Activity:
Return all of the entries below exactly as they are given.

Provided data START

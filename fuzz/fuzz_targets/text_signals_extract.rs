#![no_main]

use libfuzzer_sys::fuzz_target;
use tau_thread_routing::{extract_keywords, AddressSignals};

fuzz_target!(|data: &[u8]| {
    let text = String::from_utf8_lossy(data);
    let keywords = extract_keywords(&text, 10);
    assert!(keywords.len() <= 10);
    assert!(keywords.iter().all(|keyword| keyword.chars().count() >= 3));

    let signals = AddressSignals::extract(&text);
    assert_eq!(signals.is_empty(), signals.keyword_count() == 0);
    let _ = signals.mentioned_in(&text);
});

Provided data END

Solution to the exercise:
filename fuzz/fuzz_targets/text_signals_extract.rs
#![no_main]

use libfuzzer_sys::fuzz_target;
use tau_thread_routing::{extract_keywords, AddressSignals};

fuzz_target!(|data: &[u8]| {
    let text = String::from_utf8_lossy(data);
    let keywords = extract_keywords(&text, 10);
    assert!(keywords.len() <= 10);
    assert!(keywords.iter().all(|keyword| keyword.chars().count() >= 3));

    let signals = AddressSignals::extract(&text);
    assert_eq!(signals.is_empty(), signals.keyword_count() == 0);
    let _ = signals.mentioned_in(&text);
});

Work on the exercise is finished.